A 23-gauge vitrectomy was performed by the first author. First, infracyanine green (2.5 mg/ml; SERB Laboratories, Paris, France) was used for staining of the internal limiting membrane (ILM) and negative staining of epiretinal membranes. A large continuous membrane was peeled from the superior arcade towards the inferior temporal mid-periphery (Fig. 1B). This membrane was sent for histopathological analysis (Fig. 1C).

After further peeling of the ILM and epiretinal membranes in the macular area and around the optic disc, remaining epiretinal membranes over the mid-periphery and periphery were peeled after staining with Membrane Blue-Dual (0.025% brilliant blue and 0.15% trypan blue; DORC International, Zuidland, the Netherlands), which was applied under air.

Finally, for the detection of vitreous at the vitreous base and VCR over the retinal surface, TA (20 mg/ml; Kenacort-A, Bristol-Myers Squibb, New York, USA) was injected towards the retinal mid-periphery, periphery and vitreous base in all four quadrants. In several areas adjacent to the already peeled retina, where TA crystals could not be removed by flushing with a backflush cannula, less-fibrotic membrane remnants could be removed.

No more vitreous was present to be removed at the vitreous base. The retina remained attached during surgery, without the development of retinal tears or hemorrhages. Limited additional laser photocoagulation was applied in two areas where membrane peeling was associated with retinal traction, and the eye was filled with octafluoropropane (C3F8) gas.

2.2. Outcome

The postoperative period was uneventful. Follow-up was scheduled for 1 day, 2 weeks, 6 weeks, 3 months, 6 months, 12 months, and 24 months postoperatively. At the last follow-up, BCVA was improved to 0.1 LogMAR. Although some metamorphopsia still existed, visual function was highly improved. The retina remained attached, without any signs of PVR. The central macular thickness was decreased to 462 μm (Fig. 1E).

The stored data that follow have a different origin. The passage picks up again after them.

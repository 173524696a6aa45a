//! # Margin-Scheme VAT Converter
//!
//! Conversions for goods sold under "TVA sur marge": VAT is only due on the
//! gross margin, and the gross margin is treated as a tax-inclusive amount.
//!
//! ## Breakdown of a Sale
//! ```text
//! ┌─────────────────────────────────────────────────────────────────────────┐
//! │  purchase 900                          sell price 1200                  │
//! │  ├──────────────────────────────────────────┤                           │
//! │                          gross margin  = 1200 − 900      = 300.00       │
//! │                          VAT due       = 300 / 1.2 × 0.2 =  50.00       │
//! │                          net margin    = 300 − 50        = 250.00       │
//! │                          margin %      = 250 / 900 × 100 =  27.78       │
//! └─────────────────────────────────────────────────────────────────────────┘
//! ```
//!
//! ## The Inverse Path
//! Going from a margin percent back to a sell price estimates the VAT as
//! `net × VAT_RATE` and adds it on top. Catalog prices were computed this
//! way, and the formula is kept exactly as is so recomputed prices match the
//! stored ones.

use serde::{Deserialize, Serialize};
use ts_rs::TS;

use crate::amount::PurchasePrice;
use crate::VAT_RATE;

/// Full breakdown of a margin-scheme sale at full precision.
#[derive(Debug, Clone, Copy, PartialEq, Serialize, Deserialize, TS)]
#[ts(export)]
#[serde(rename_all = "camelCase")]
pub struct MarginVatAmounts {
    pub sell_price: f64,
    /// Sell price minus purchase price.
    pub gross_margin: f64,
    /// VAT owed on the gross margin.
    pub vat_due: f64,
    /// What the shop keeps.
    pub net_margin: f64,
    pub margin_percent: f64,
}

/// VAT contained in a tax-inclusive gross margin.
#[inline]
pub fn vat_due(gross_margin: f64) -> f64 {
    gross_margin / (1.0 + VAT_RATE) * VAT_RATE
}

/// Breaks a sell price down into margins.
///
/// ## Example
/// ```rust
/// use pricebook_core::amount::PurchasePrice;
/// use pricebook_core::margin_vat::from_sell_price;
///
/// let purchase = PurchasePrice::new(900.0).unwrap();
/// let sale = from_sell_price(1200.0, purchase);
/// assert!((sale.vat_due - 50.0).abs() < 1e-9);
/// assert!((sale.net_margin - 250.0).abs() < 1e-9);
/// ```
pub fn from_sell_price(sell_price: f64, purchase: PurchasePrice) -> MarginVatAmounts {
    let gross_margin = sell_price - purchase.value();
    let vat_due = vat_due(gross_margin);
    let net_margin = gross_margin - vat_due;
    MarginVatAmounts {
        sell_price,
        gross_margin,
        vat_due,
        net_margin,
        margin_percent: net_margin / purchase.value() * 100.0,
    }
}

/// Rebuilds a sell price from a net margin percentage.
///
/// The VAT is estimated on the net margin (see module docs).
pub fn from_margin_percent(margin_percent: f64, purchase: PurchasePrice) -> MarginVatAmounts {
    let net_margin = purchase.value() * margin_percent / 100.0;
    let vat_estimated = net_margin * VAT_RATE;
    let gross_margin = net_margin + vat_estimated;
    MarginVatAmounts {
        sell_price: purchase.value() + gross_margin,
        gross_margin,
        vat_due: vat_estimated,
        net_margin,
        margin_percent,
    }
}

/// Rebuilds a sell price from a net margin amount.
pub fn from_net_margin(net_margin: f64, purchase: PurchasePrice) -> MarginVatAmounts {
    let gross_margin = net_margin * (1.0 + VAT_RATE);
    MarginVatAmounts {
        sell_price: purchase.value() + gross_margin,
        gross_margin,
        vat_due: gross_margin - net_margin,
        net_margin,
        margin_percent: net_margin / purchase.value() * 100.0,
    }
}

// =============================================================================
// Unit Tests
// =============================================================================
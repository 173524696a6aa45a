//! # Margin Classification
//!
//! Advisory colouring of margin percentages, shared by every screen that
//! shows one.
//!
//! ```text
//!   margin %   ──────────┬──────────────┬──────────────►
//!                        10             16
//!              Low (red) │ Medium (amber)│ High (green)
//! ```

use serde::{Deserialize, Serialize};
use ts_rs::TS;

use crate::{HEALTHY_MARGIN_PERCENT, LOW_MARGIN_PERCENT};

/// How healthy a margin is.
#[derive(Debug, Clone, Copy, PartialEq, Eq, Hash, Serialize, Deserialize, TS)]
#[ts(export)]
#[serde(rename_all = "lowercase")]
pub enum MarginClass {
    /// Below 10 %.
    Low,
    /// From 10 % up to (not including) 16 %.
    Medium,
    /// 16 % and above.
    High,
}

impl MarginClass {
    /// Classifies a margin percentage.
    ///
    /// Comparisons are plain `<` checks in order, so a NaN margin falls
    /// through to `High` exactly as the list views always rendered it.
    ///
    /// ## Example
    /// ```rust
    /// use pricebook_core::margin::MarginClass;
    ///
    /// assert_eq!(MarginClass::classify(9.99), MarginClass::Low);
    /// assert_eq!(MarginClass::classify(10.0), MarginClass::Medium);
    /// assert_eq!(MarginClass::classify(15.99), MarginClass::Medium);
    /// assert_eq!(MarginClass::classify(16.0), MarginClass::High);
    /// ```
    pub fn classify(margin_percent: f64) -> Self {
        if margin_percent < LOW_MARGIN_PERCENT {
            MarginClass::Low
        } else if margin_percent < HEALTHY_MARGIN_PERCENT {
            MarginClass::Medium
        } else {
            MarginClass::High
        }
    }

    /// Flag colour shown next to the margin.
    pub const fn flag(&self) -> &'static str {
        match self {
            MarginClass::Low => "red",
            MarginClass::Medium => "amber",
            MarginClass::High => "green",
        }
    }
}

/// Shorthand for [`MarginClass::classify`].
#[inline]
pub fn classify(margin_percent: f64) -> MarginClass {
    MarginClass::classify(margin_percent)
}
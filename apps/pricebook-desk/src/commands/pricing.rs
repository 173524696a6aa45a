//! # Pricing Commands
//!
//! Commands driving the pricing form and the stored-price helpers.
//!
//! ## Form Lifecycle
//! ```text
//! ┌─────────────────────────────────────────────────────────────────────────┐
//! │                    Pricing Form Lifecycle                               │
//! │                                                                         │
//! │  ┌──────────┐     ┌──────────┐     ┌──────────┐     ┌──────────┐        │
//! │  │  Blank   │────►│ Purchase │────►│  Tiers   │────►│ Submitted│        │
//! │  │  Form    │     │  Price   │     │  Priced  │     │  Prices  │        │
//! │  └──────────┘     └──────────┘     └──────────┘     └──────────┘        │
//! │       ▲                │                 │                              │
//! │       │        set_purchase_price   edit_price        submit_form       │
//! │       │                             switch_regime                       │
//! │       │                                                                 │
//! │   reset_form ◄──────────────────────────────────────────                │
//! └─────────────────────────────────────────────────────────────────────────┘
//! ```

use pricebook_core::amount::parse_decimal;
use pricebook_core::summary::{list_price, price_label};
use pricebook_core::validation::validate_form;
use pricebook_core::{
    MarginClass, MarginSummary, PriceField, PriceTier, ProductPrices, RegimeOwner, TierPrice,
    VatRegime,
};
use serde::Serialize;
use tracing::debug;

use crate::error::ApiError;
use crate::state::{DeskConfig, FormSession, FormState};

// =============================================================================
// DTOs
// =============================================================================

/// One tier as the form host renders it.
#[derive(Debug, Clone, Serialize)]
#[serde(rename_all = "camelCase")]
pub struct TierView {
    #[serde(flatten)]
    pub price: TierPrice,

    /// Colour class of the margin input, when it holds a number.
    pub margin_class: Option<MarginClass>,
}

impl From<&TierPrice> for TierView {
    fn from(tier: &TierPrice) -> Self {
        TierView {
            price: tier.clone(),
            margin_class: parse_decimal(tier.margin_percent()).map(MarginClass::classify),
        }
    }
}

/// The whole form, returned by every form command.
///
/// ## Serialization
/// ```json
/// {
///   "regime": "normal",
///   "purchasePrice": "900",
///   "regimeLocked": false,
///   "retail": { "regime": "normal", "ht": "1200", "marginPercent": "33.33",
///               "ttc": "1440.00", "marginClass": "high" },
///   "pro": { ... }
/// }
/// ```
#[derive(Debug, Clone, Serialize)]
#[serde(rename_all = "camelCase")]
pub struct FormView {
    pub regime: VatRegime,
    pub purchase_price: String,
    pub regime_locked: bool,
    pub retail: TierView,
    pub pro: TierView,
}

impl From<&FormSession> for FormView {
    fn from(session: &FormSession) -> Self {
        let form = &session.form;
        FormView {
            regime: form.regime(),
            purchase_price: form.purchase_price().to_string(),
            regime_locked: session.owner.regime_locked(),
            retail: TierView::from(form.tier(PriceTier::Retail)),
            pro: TierView::from(form.tier(PriceTier::Pro)),
        }
    }
}

/// A margin class and its flag colour.
#[derive(Debug, Clone, Copy, Serialize)]
#[serde(rename_all = "camelCase")]
pub struct MarginClassView {
    pub class: MarginClass,
    pub flag: &'static str,
}

/// Margin and labels of a stored product price.
#[derive(Debug, Clone, Serialize)]
#[serde(rename_all = "camelCase")]
pub struct PriceSummaryView {
    /// Missing when the purchase price is not positive.
    pub summary: Option<MarginSummary>,
    pub label: String,
    pub list_price: String,
}

// =============================================================================
// Form Commands
// =============================================================================

/// Gets the current form.
pub fn get_form(form: &FormState) -> FormView {
    debug!("get_form command");
    form.with_session(|session| FormView::from(session))
}

/// Replaces the form with a blank one.
///
/// ## Arguments
/// * `regime` - Regime of the new form (default: configured default regime)
pub fn reset_form(form: &FormState, config: &DeskConfig, regime: Option<VatRegime>) -> FormView {
    let regime = regime.unwrap_or(config.session.default_regime);
    debug!(regime = %regime, "reset_form command");

    form.with_session_mut(|session| {
        *session = FormSession::new(regime);
        FormView::from(&*session)
    })
}

/// Stores the purchase price input and re-derives both tiers.
pub fn set_purchase_price(form: &FormState, value: &str) -> FormView {
    debug!(value = %value, "set_purchase_price command");

    form.with_session_mut(|session| {
        session.form.set_purchase_price(value);
        FormView::from(&*session)
    })
}

/// Applies one keystroke-level edit to a tier.
///
/// ## Errors
/// `BAD_REQUEST` when the field does not exist under the form's regime.
pub fn edit_price(
    form: &FormState,
    tier: PriceTier,
    field: PriceField,
    value: &str,
) -> Result<FormView, ApiError> {
    debug!(tier = %tier, field = %field, value = %value, "edit_price command");

    form.with_session_mut(|session| -> Result<FormView, ApiError> {
        session.form.edit(tier, field, value)?;
        Ok(FormView::from(&*session))
    })
}

/// Moves the form to another regime.
///
/// ## Errors
/// `BUSINESS_LOGIC` once serial-numbered items pin the regime.
pub fn switch_regime(form: &FormState, regime: VatRegime) -> Result<FormView, ApiError> {
    debug!(regime = %regime, "switch_regime command");

    form.with_session_mut(|session| -> Result<FormView, ApiError> {
        let owner = session.owner;
        session.form.switch_regime(regime, &owner)?;
        Ok(FormView::from(&*session))
    })
}

/// Records how many serial-numbered items hang under the product.
pub fn set_serial_items(form: &FormState, count: usize) -> FormView {
    debug!(count, "set_serial_items command");

    form.with_session_mut(|session| {
        session.owner = RegimeOwner::Parent {
            serial_items: count,
        };
        FormView::from(&*session)
    })
}

/// Validates the form and returns what would be persisted.
pub fn submit_form(form: &FormState) -> Result<ProductPrices, ApiError> {
    debug!("submit_form command");

    let prices = form.with_session(|session| validate_form(&session.form))?;
    Ok(prices)
}

// =============================================================================
// Stored Price Commands
// =============================================================================

/// Classifies a margin percentage.
pub fn classify_margin(margin_percent: f64) -> MarginClassView {
    debug!(margin_percent, "classify_margin command");

    let class = MarginClass::classify(margin_percent);
    MarginClassView {
        class,
        flag: class.flag(),
    }
}

/// Summarizes a stored price for list views.
pub fn summarize_price(
    config: &DeskConfig,
    regime: VatRegime,
    purchase_price: f64,
    price: f64,
) -> PriceSummaryView {
    debug!(regime = %regime, purchase_price, price, "summarize_price command");

    let symbol = &config.display.currency_symbol;
    PriceSummaryView {
        summary: MarginSummary::for_stored_price(regime, purchase_price, price),
        label: price_label(regime, price, symbol),
        list_price: list_price(regime, price, symbol, config.display.price_style),
    }
}

// =============================================================================
// Unit Tests
// =============================================================================

#[cfg(test)]
mod tests {
    use super::*;
    use crate::error::ErrorCode;
    use pricebook_core::DecimalStyle;

    fn priced_form() -> FormState {
        let form = FormState::new(VatRegime::Normal);
        set_purchase_price(&form, "900");
        edit_price(&form, PriceTier::Retail, PriceField::Price, "1200").unwrap();
        edit_price(&form, PriceTier::Pro, PriceField::Price, "990").unwrap();
        form
    }

    #[test]
    fn test_edit_returns_recomputed_form() {
        let view = get_form(&priced_form());

        assert_eq!(view.retail.price.margin_percent(), "33.33");
        assert_eq!(view.retail.price.companion(), "1440.00");
        assert_eq!(view.retail.margin_class, Some(MarginClass::High));
        assert_eq!(view.pro.price.margin_percent(), "10.00");
        assert_eq!(view.pro.margin_class, Some(MarginClass::Medium));
    }

    #[test]
    fn test_blank_margin_has_no_class() {
        let form = FormState::new(VatRegime::Margin);
        let view = get_form(&form);
        assert_eq!(view.retail.margin_class, None);
    }

    #[test]
    fn test_form_view_serialization() {
        let json = serde_json::to_value(get_form(&priced_form())).unwrap();
        assert_eq!(json["regime"], "normal");
        assert_eq!(json["purchasePrice"], "900");
        assert_eq!(json["regimeLocked"], false);
        assert_eq!(json["retail"]["regime"], "normal");
        assert_eq!(json["retail"]["ht"], "1200");
        assert_eq!(json["retail"]["marginClass"], "high");
    }

    #[test]
    fn test_edit_foreign_field_is_bad_request() {
        let form = FormState::new(VatRegime::Normal);
        let err = edit_price(&form, PriceTier::Retail, PriceField::NetMargin, "5").unwrap_err();
        assert_eq!(err.code, ErrorCode::BadRequest);
    }

    #[test]
    fn test_switch_regime_then_lock() {
        let form = priced_form();
        let view = switch_regime(&form, VatRegime::Margin).unwrap();
        assert_eq!(view.retail.price.margin_percent(), "27.78");
        assert_eq!(view.retail.price.companion(), "250.00");

        let view = set_serial_items(&form, 2);
        assert!(view.regime_locked);

        let err = switch_regime(&form, VatRegime::Normal).unwrap_err();
        assert_eq!(err.code, ErrorCode::BusinessLogic);
        assert_eq!(get_form(&form).regime, VatRegime::Margin);

        // Re-selecting the current regime is always fine
        assert!(switch_regime(&form, VatRegime::Margin).is_ok());
    }

    #[test]
    fn test_reset_form_uses_configured_default() {
        let form = priced_form();
        set_serial_items(&form, 1);

        let mut config = DeskConfig::default();
        config.session.default_regime = VatRegime::Margin;

        let view = reset_form(&form, &config, None);
        assert_eq!(view.regime, VatRegime::Margin);
        assert!(!view.regime_locked);
        assert_eq!(view.purchase_price, "");

        let view = reset_form(&form, &config, Some(VatRegime::Normal));
        assert_eq!(view.regime, VatRegime::Normal);
    }

    #[test]
    fn test_submit_form() {
        let prices = submit_form(&priced_form()).unwrap();
        assert_eq!(prices.purchase_price, 900.0);
        assert_eq!(prices.retail_price, 1200.0);
        assert_eq!(prices.pro_price, 990.0);

        let err = submit_form(&FormState::new(VatRegime::Normal)).unwrap_err();
        assert_eq!(err.code, ErrorCode::ValidationError);
        assert_eq!(err.message, "purchase price is required");
    }

    #[test]
    fn test_classify_margin() {
        let view = classify_margin(12.0);
        assert_eq!(view.class, MarginClass::Medium);
        assert_eq!(view.flag, "amber");
    }

    #[test]
    fn test_summarize_price() {
        let mut config = DeskConfig::default();
        config.display.price_style = DecimalStyle::Compact;

        let view = summarize_price(&config, VatRegime::Normal, 900.0, 1200.0);
        assert_eq!(view.label, "1200.00 € HT / 1440.00 € TTC");
        assert_eq!(view.list_price, "1440 €");
        assert_eq!(view.summary.map(|s| s.class), Some(MarginClass::High));

        let view = summarize_price(&config, VatRegime::Margin, 0.0, 50.0);
        assert!(view.summary.is_none());
        assert_eq!(view.label, "50.00 € TVM");
    }
}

2.3. Histopathological analysis

Analysis of the epiretinal membrane revealed a continuous membrane wherein areas with different characteristics could be distinguished: paucicellular laminar collagen-rich areas, areas with increased cellularity, and more fibrotic areas with low cellularity (Fig. 1C).

Moreover, immunohistochemical analysis (data not shown) identified cell type variety in these areas: the first described areas showed glial fibrillary protein positive glial cells and hyalocytes, while in the areas with high cellularity fibroblasts, activated HLA-DR positive, CD163 positive (M2 type pro-fibrotic) macrophages and keratin positive retinal pigment epithelial (RPE) cells were found, which have previously been shown to play an essential role in the development of PVR as they can transdifferentiate into smooth muscle actin positive myofibroblasts, which were seen in the more fibrotic areas.9, 10, 11, 12, 13, 14, 15

3. Discussion

This clinical case supports the hypothesis that VCR can be present across the retinal mid-periphery and periphery posterior to the vitreous base, also in non-myopic eyes. A large continuous membrane extending over the central and peripheral retina was found and removed during surgery. Furthermore, the histopathological analysis supports the theory that VCR can provide a scaffold for gliosis and fibrocellular proliferation. The analysis showed paucicellular areas consisting of collagen, suggestive for VCR, that transitioned to areas of increasing cellularity and eventually fibrosis.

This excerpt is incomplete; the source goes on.